Stored data entries:

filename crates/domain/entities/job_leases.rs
use chrono::{DateTime, Utc};
use diesel::prelude::*;

use crate::infra::db::postgres::schema::job_leases;

#[derive(Debug, Clone, PartialEq, QueryableByName)]
#[diesel(table_name = job_leases)]
pub struct JobLeaseEntity {
    pub name: String,
    pub holder: String,
    pub acquired_at: DateTime<Utc>,
    pub expires_at: DateTime<Utc>,
}
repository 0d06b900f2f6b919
pub mod postgres_connection;
pub mod schema;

▶ Task directions
An exact copy of every record is needed.

▶ Response area
filename crates/domain/entities/job_leases.rs
use chrono::{DateTime, Utc};
use diesel::prelude::*;

use crate::infra::db::postgres::schema::job_leases;

#[derive(Debug, Clone, PartialEq, QueryableByName)]
#[diesel(table_name = job_leases)]
pub struct JobLeaseEntity {
    pub name: String,
    pub holder: String,
    pub acquired_at: DateTime<Utc>,
    pub expires_at: DateTime<Utc>,
}
repository 0d06b900f2f6b919
pub mod postgres_connection;
pub mod schema;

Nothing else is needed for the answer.